Search
Close this search box.

Jadi Tersangka Kasus Korupsi Minyak, Ini Profil Riza Chalid

Mohammad Riza Chalid. /Ist

Bagikan :

VISI.NEWS | JAKARTA – Nama Mohammad Riza Chalid kembali mencuat ke publik usai Kejaksaan Agung Republik Indonesia (Kejagung RI) resmi menetapkannya sebagai tersangka dalam kasus dugaan korupsi tata kelola minyak mentah dan produk kilang di PT Pertamina. Pria yang dijuluki “Saudagar Minyak” itu disebut telah tiga kali mangkir dari panggilan pemeriksaan dan kini diketahui berada di Singapura.

Direktur Penyidikan Jaksa Agung Muda Tindak Pidana Khusus (Jampidsus) Abdul Qohar menjelaskan bahwa Riza tidak berada di Indonesia dan telah menjadi perhatian Kejagung. “Khusus MRC, selama tiga kali berturut-turut dipanggil dengan patut, tidak hadir. Berdasarkan informasi, yang bersangkutan tidak tinggal di dalam negeri,” ungkap Qohar, Kamis (10/7/2025).

Kejagung pun mengambil langkah diplomatik dan hukum dengan menggandeng Kejaksaan Singapura guna melacak keberadaan Riza. Koordinasi dengan perwakilan kejaksaan Indonesia di luar negeri juga sudah dilakukan, menyusul informasi bahwa Riza tinggal di Singapura sejak lama.

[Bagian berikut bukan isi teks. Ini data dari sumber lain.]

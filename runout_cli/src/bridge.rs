//! Line protocol between the host print server and the monitor.
//!
//! The host writes directives to stdin and reads printer actions and UI
//! notices from stdout, one JSON object per line. Logs never go to stdout.

use std::io::{BufRead, Write};
use std::path::Path;
use std::str::FromStr;
use std::sync::atomic::{AtomicBool, Ordering};
use std::sync::{Arc, Mutex, MutexGuard, PoisonError};
use std::time::Duration;

use crossbeam_channel as xch;
use eyre::WrapErr;
use runout_core::{LifecycleEvent, Runtime};
use runout_traits::{Level, Notice, NoticeKind, Notifier, Printer};
use serde_json::json;

type BoxError = Box<dyn std::error::Error + Send + Sync>;

#[derive(Debug, Clone, PartialEq, Eq)]
pub enum Directive {
    Event(LifecycleEvent),
    /// Command the host is about to send to the printer.
    Send(String),
    /// Line the host received from the printer.
    Recv(String),
    /// Drive the simulated sensor line.
    Level(Level),
    Wait(Duration),
    Reload,
    Quit,
}

impl FromStr for Directive {
    type Err = String;

    fn from_str(line: &str) -> Result<Self, Self::Err> {
        let (word, rest) = match line.split_once(' ') {
            Some((w, r)) => (w, r.trim()),
            None => (line, ""),
        };
        match word {
            "event" => LifecycleEvent::from_name(rest)
                .map(Directive::Event)
                .ok_or_else(|| format!("unknown event `{rest}`")),
            "send" if !rest.is_empty() => Ok(Directive::Send(rest.to_string())),
            "recv" if !rest.is_empty() => Ok(Directive::Recv(rest.to_string())),
            "level" => match rest {
                "0" => Ok(Directive::Level(Level::Low)),
                "1" => Ok(Directive::Level(Level::High)),
                _ => Err(format!("level must be 0 or 1, got `{rest}`")),
            },
            "wait" => rest
                .parse::<u64>()
                .map(|ms| Directive::Wait(Duration::from_millis(ms)))
                .map_err(|_| format!("wait needs milliseconds, got `{rest}`")),
            "reload" => Ok(Directive::Reload),
            "quit" => Ok(Directive::Quit),
            "send" | "recv" => Err(format!("`{word}` needs a line")),
            _ => Err(format!("unknown directive `{word}`")),
        }
    }
}

/// Blank lines and `#` comments carry no directive.
pub fn parse_line(line: &str) -> Option<Result<Directive, String>> {
    let line = line.trim();
    if line.is_empty() || line.starts_with('#') {
        return None;
    }
    Some(line.parse())
}

/// Printer and notifier that write protocol lines to `W`. Clones share the
/// writer so lines never interleave.
pub struct JsonLines<W> {
    out: Arc<Mutex<W>>,
}

impl<W> Clone for JsonLines<W> {
    fn clone(&self) -> Self {
        Self {
            out: self.out.clone(),
        }
    }
}

impl<W: Write> JsonLines<W> {
    pub fn new(out: W) -> Self {
        Self {
            out: Arc::new(Mutex::new(out)),
        }
    }

    fn lock(&self) -> MutexGuard<'_, W> {
        self.out.lock().unwrap_or_else(PoisonError::into_inner)
    }

    fn emit(&self, value: &serde_json::Value) -> Result<(), BoxError> {
        let mut out = self.lock();
        writeln!(out, "{value}")?;
        out.flush()?;
        Ok(())
    }

    /// Inspect the writer, e.g. a buffer captured in tests.
    pub fn with_output<T>(&self, f: impl FnOnce(&W) -> T) -> T {
        f(&self.lock())
    }
}

impl<W: Write> Printer for JsonLines<W> {
    fn send_command(&mut self, command: &str) -> Result<(), BoxError> {
        self.emit(&json!({ "type": "command", "text": command }))
    }
    fn cancel_print(&mut self) -> Result<(), BoxError> {
        self.emit(&json!({ "type": "cancel" }))
    }
    fn pause_print(&mut self) -> Result<(), BoxError> {
        self.emit(&json!({ "type": "pause" }))
    }
}

impl<W: Write> Notifier for JsonLines<W> {
    fn publish(&mut self, notice: Notice) -> Result<(), BoxError> {
        let value = match (notice.kind, notice.no_filament) {
            (NoticeKind::Status, Some(no_filament)) => {
                json!({ "type": "filamentStatus", "noFilament": no_filament })
            }
            _ => json!({
                "type": "notice",
                "kind": notice.kind.as_str(),
                "msg": notice.message,
                "autoClose": notice.auto_close,
            }),
        };
        self.emit(&value)
    }
}

/// Spawn a thread forwarding stdin lines; the channel closes at EOF.
fn stdin_lines() -> xch::Receiver<String> {
    let (tx, rx) = xch::unbounded();
    std::thread::spawn(move || {
        for line in std::io::stdin().lock().lines() {
            match line {
                Ok(l) => {
                    if tx.send(l).is_err() {
                        break;
                    }
                }
                Err(e) => {
                    tracing::warn!(error = %e, "stdin read failed");
                    break;
                }
            }
        }
    });
    rx
}

/// Drive `rt` from stdin directives until `quit`, EOF or Ctrl-C.
pub fn serve<W: Write>(
    rt: &Runtime,
    config_path: &Path,
    sim: Option<&runout_hardware::SimHandle>,
    out: &JsonLines<W>,
    shutdown: &AtomicBool,
) -> eyre::Result<()> {
    let lines = stdin_lines();
    loop {
        if shutdown.load(Ordering::Relaxed) {
            tracing::info!("interrupted; shutting down");
            break;
        }
        let line = match lines.recv_timeout(Duration::from_millis(100)) {
            Ok(l) => l,
            Err(xch::RecvTimeoutError::Timeout) => continue,
            Err(xch::RecvTimeoutError::Disconnected) => {
                tracing::debug!("stdin closed");
                break;
            }
        };
        let directive = match parse_line(&line) {
            None => continue,
            Some(Ok(d)) => d,
            Some(Err(e)) => {
                tracing::warn!(line = %line, error = %e, "ignoring directive");
                continue;
            }
        };
        match directive {
            Directive::Event(e) => rt.lifecycle(e),
            Directive::Send(cmd) => {
                rt.before_send(&cmd);
            }
            Directive::Recv(l) => {
                rt.on_response_line(&l);
            }
            Directive::Level(level) => match sim {
                Some(h) => h.set(level),
                None => tracing::warn!("`level` needs a simulated sensor (--sim-level)"),
            },
            Directive::Wait(d) => std::thread::sleep(d),
            Directive::Reload => reload(rt, config_path, out),
            Directive::Quit => break,
        }
    }
    Ok(())
}

fn reload<W: Write>(rt: &Runtime, path: &Path, out: &JsonLines<W>) {
    let parsed = std::fs::read_to_string(path)
        .wrap_err_with(|| format!("read {}", path.display()))
        .and_then(|text| runout_config::load_toml(&text).wrap_err("parse config"));
    match parsed {
        Ok(cfg) => {
            tracing::info!(path = %path.display(), "settings reloaded");
            rt.settings_saved(cfg);
        }
        Err(e) => {
            tracing::warn!(error = %e, "settings reload failed");
            let mut n = out.clone();
            let _ = n.publish(Notice::error(format!("Settings rejected: {e:#}"), true));
        }
    }
}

Riza Chalid lahir pada tahun 1960 dan dikenal luas sebagai pengusaha dengan jaringan bisnis yang luas, mulai dari ritel mode, kebun sawit, hingga minyak dan gas. Ia pernah mendominasi impor minyak Indonesia melalui perusahaan Petral, yang berbasis di Singapura. Nilai bisnisnya diperkirakan mencapai USD 30 miliar per tahun, sementara kekayaannya pernah ditaksir mencapai USD 415 juta.

Ia menikah dengan Roestriana Adrianti (Uchu Riza) dan memiliki dua anak. Selama dekade 2000-an, keluarga ini menetap di Singapura dan aktif dalam sejumlah kegiatan sosial dan bisnis pendidikan, termasuk mendirikan Sekolah Islam Internasional Al Jabr dan wahana edukasi KidZania Jakarta.

Namun di balik citra pengusaha sukses, Riza tak lepas dari kontroversi. Ia sempat dikaitkan dengan skandal perpanjangan izin PT Freeport Indonesia bersama Ketua DPR saat itu, Setya Novanto. Namanya juga sering disebut dalam persoalan harga minyak tak kompetitif akibat pengaruh Petral.

Baca Juga :  Jakarta Bersiap Sambut Duel Chelsea dan AC Milan

Riza diketahui memiliki banyak perusahaan berbasis di luar negeri seperti Supreme Energy, Straits Oil, hingga Paramount Petroleum. Beberapa di antaranya terdaftar di Kepulauan Virgin, yang dikenal sebagai tempat perlindungan pajak para miliarder global.

Kontroversi politik pun tak lepas dari sosok Riza. Ia disebut-sebut membiayai kampanye Prabowo Subianto di Pilpres 2014 dan mendukung Anies Baswedan di Pilpres 2024 dengan menyumbangkan jet pribadi untuk keperluan kampanye. Ia juga dikabarkan memiliki hubungan erat dengan sejumlah elite politik nasional.

Kini, status tersangka yang disandang Riza Chalid menambah panjang daftar kontroversi dalam hidupnya. Kejagung terus mendalami keterlibatannya dalam kasus korupsi Pertamina, termasuk relasi bisnis dengan anak perusahaannya, Patra Niaga, yang turut terseret dalam pusaran kasus korupsi minyak bumi ini.